------ Material provided ------
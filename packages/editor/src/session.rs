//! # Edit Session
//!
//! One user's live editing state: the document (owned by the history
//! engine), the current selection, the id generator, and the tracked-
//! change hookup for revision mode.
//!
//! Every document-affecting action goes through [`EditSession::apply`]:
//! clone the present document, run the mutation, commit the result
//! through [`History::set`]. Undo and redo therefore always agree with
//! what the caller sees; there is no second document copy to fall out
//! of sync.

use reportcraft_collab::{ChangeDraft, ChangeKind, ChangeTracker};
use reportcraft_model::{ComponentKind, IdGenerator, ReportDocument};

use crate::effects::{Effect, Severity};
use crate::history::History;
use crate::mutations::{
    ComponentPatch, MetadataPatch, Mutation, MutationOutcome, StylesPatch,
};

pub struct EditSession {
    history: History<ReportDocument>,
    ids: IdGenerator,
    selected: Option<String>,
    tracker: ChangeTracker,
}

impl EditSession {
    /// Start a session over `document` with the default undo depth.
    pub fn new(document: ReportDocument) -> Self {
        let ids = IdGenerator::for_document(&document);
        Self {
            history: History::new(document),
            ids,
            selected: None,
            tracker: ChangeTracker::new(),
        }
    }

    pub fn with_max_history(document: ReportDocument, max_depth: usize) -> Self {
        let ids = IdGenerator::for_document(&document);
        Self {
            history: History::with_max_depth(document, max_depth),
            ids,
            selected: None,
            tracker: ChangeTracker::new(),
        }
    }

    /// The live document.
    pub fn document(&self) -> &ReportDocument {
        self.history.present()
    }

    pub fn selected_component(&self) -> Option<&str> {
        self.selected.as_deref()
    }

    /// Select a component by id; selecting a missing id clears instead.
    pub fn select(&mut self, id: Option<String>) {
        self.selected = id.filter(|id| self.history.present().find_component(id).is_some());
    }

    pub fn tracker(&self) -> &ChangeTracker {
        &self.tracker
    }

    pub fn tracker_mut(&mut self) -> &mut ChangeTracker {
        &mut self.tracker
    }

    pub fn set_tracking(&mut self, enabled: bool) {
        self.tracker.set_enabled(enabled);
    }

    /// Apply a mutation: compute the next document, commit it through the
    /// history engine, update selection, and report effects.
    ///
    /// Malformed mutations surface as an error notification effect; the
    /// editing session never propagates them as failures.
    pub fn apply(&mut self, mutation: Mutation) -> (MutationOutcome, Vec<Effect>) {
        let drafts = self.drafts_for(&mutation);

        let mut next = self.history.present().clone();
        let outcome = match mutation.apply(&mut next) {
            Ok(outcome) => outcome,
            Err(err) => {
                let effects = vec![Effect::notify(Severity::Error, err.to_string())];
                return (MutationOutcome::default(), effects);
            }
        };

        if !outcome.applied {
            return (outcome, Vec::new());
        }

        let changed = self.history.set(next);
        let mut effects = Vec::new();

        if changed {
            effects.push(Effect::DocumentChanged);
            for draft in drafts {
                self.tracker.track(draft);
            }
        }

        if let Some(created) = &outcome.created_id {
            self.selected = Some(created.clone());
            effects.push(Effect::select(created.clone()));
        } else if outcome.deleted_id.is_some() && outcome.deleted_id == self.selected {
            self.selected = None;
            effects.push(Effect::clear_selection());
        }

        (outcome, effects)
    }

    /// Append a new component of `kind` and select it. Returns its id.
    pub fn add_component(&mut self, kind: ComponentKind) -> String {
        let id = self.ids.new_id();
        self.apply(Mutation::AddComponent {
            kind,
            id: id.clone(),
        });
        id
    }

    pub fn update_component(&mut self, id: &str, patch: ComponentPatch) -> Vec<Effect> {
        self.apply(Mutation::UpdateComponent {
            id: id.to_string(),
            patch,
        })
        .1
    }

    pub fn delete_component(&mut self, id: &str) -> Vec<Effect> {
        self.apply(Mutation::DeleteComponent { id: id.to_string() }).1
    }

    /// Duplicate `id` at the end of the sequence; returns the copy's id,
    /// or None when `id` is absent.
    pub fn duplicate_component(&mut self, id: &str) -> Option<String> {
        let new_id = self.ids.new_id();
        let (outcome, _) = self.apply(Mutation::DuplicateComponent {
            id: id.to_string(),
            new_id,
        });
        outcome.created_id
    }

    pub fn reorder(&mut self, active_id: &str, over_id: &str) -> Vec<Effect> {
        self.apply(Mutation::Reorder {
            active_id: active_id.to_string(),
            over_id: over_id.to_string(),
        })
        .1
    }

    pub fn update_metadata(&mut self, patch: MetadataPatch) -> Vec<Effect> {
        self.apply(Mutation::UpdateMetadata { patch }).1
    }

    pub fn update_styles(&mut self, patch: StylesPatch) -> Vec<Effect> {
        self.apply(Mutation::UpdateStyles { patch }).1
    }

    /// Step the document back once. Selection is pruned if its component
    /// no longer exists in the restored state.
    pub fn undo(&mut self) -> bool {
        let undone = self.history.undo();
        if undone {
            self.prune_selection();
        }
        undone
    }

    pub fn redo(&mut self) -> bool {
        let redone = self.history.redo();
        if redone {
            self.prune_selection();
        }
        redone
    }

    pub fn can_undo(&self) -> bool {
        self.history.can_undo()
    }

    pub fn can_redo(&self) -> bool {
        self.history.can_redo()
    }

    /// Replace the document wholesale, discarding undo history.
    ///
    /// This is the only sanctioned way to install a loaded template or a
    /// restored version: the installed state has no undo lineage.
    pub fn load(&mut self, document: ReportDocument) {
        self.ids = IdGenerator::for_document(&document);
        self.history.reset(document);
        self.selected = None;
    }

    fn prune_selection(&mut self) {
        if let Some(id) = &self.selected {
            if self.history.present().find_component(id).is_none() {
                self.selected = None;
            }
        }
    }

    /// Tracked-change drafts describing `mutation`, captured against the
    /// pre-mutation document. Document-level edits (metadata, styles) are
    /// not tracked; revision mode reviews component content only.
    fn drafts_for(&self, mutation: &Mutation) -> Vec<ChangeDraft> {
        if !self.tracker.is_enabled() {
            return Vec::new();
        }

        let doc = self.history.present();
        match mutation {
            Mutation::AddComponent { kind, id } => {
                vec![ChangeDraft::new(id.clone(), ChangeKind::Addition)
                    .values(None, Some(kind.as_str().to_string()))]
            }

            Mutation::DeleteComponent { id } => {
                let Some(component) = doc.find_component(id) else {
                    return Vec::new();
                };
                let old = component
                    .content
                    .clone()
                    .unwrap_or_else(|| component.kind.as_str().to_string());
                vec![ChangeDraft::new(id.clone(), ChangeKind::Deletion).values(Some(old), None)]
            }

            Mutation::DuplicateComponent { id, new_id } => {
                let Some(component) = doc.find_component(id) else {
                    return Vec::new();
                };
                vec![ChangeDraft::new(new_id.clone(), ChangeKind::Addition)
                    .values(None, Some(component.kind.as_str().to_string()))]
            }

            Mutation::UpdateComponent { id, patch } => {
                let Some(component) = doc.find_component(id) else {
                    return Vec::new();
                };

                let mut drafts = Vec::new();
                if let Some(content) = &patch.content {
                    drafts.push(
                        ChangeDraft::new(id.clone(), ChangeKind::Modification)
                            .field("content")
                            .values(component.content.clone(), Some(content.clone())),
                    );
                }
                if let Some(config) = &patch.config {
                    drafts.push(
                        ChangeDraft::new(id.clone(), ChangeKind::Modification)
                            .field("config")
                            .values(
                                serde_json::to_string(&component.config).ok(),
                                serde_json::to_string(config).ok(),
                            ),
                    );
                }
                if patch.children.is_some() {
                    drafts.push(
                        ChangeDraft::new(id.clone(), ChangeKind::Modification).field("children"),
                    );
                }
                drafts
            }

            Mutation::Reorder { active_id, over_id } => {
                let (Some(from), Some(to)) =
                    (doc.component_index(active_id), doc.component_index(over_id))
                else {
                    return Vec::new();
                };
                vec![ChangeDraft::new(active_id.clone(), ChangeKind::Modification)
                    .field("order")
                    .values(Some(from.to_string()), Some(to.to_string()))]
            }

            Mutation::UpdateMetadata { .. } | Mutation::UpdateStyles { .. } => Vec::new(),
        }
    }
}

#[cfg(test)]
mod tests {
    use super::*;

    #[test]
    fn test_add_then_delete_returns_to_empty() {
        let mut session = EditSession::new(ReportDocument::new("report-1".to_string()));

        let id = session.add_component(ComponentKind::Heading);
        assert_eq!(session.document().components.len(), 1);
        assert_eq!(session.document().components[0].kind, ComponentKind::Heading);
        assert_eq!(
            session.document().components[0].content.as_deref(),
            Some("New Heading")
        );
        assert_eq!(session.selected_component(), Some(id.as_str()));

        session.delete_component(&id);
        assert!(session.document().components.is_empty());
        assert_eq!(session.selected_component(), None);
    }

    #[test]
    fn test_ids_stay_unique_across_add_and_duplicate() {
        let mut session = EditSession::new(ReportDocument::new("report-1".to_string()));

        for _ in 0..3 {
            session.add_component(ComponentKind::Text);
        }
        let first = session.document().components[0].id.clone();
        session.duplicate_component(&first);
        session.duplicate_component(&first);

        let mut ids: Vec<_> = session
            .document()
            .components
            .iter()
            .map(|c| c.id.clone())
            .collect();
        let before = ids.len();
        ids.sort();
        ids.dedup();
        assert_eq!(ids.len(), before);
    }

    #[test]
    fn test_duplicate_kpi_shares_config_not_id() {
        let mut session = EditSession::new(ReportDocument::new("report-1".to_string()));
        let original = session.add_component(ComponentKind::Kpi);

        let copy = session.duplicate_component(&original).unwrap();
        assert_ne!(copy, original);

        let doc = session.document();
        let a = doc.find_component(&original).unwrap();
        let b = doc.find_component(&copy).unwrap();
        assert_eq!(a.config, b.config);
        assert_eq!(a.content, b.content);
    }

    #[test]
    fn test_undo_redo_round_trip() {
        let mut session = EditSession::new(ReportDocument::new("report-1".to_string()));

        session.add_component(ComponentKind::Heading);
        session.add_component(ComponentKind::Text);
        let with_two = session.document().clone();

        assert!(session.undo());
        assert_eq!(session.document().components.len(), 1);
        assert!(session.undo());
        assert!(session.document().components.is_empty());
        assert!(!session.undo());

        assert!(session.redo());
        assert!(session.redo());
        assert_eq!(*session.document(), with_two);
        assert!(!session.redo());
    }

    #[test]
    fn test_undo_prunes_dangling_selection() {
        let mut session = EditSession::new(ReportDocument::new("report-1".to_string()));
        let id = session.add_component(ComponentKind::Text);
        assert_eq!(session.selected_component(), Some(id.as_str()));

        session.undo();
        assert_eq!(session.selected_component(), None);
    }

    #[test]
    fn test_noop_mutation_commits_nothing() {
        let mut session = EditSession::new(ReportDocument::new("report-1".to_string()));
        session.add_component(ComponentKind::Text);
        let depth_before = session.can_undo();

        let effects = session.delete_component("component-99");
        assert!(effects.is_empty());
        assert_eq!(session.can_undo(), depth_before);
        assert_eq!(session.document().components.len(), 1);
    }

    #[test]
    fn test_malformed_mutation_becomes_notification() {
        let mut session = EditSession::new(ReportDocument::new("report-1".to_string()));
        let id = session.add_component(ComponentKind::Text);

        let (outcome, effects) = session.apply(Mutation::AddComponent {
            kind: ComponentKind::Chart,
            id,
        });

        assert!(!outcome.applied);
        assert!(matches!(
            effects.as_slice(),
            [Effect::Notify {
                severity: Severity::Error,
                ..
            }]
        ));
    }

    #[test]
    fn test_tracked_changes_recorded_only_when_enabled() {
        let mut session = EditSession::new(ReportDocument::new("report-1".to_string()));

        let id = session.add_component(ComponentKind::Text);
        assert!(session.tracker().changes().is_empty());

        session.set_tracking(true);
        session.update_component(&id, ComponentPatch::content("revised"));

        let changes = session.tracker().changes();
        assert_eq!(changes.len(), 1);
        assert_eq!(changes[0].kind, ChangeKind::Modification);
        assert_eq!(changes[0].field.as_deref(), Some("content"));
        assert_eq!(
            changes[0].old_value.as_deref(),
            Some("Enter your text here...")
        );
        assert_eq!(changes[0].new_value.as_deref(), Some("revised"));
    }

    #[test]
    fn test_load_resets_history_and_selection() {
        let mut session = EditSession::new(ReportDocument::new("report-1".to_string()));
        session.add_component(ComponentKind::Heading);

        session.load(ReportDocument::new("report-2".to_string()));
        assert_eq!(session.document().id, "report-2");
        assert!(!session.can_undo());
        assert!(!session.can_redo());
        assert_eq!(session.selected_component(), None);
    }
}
------
• **What the exercise asks**: Please return all lines from the records that hold the word "UpdateMetadata".

• **Task result**:
        self.apply(Mutation::UpdateMetadata { patch }).1
            Mutation::UpdateMetadata { .. } | Mutation::UpdateStyles { .. } => Vec::new(),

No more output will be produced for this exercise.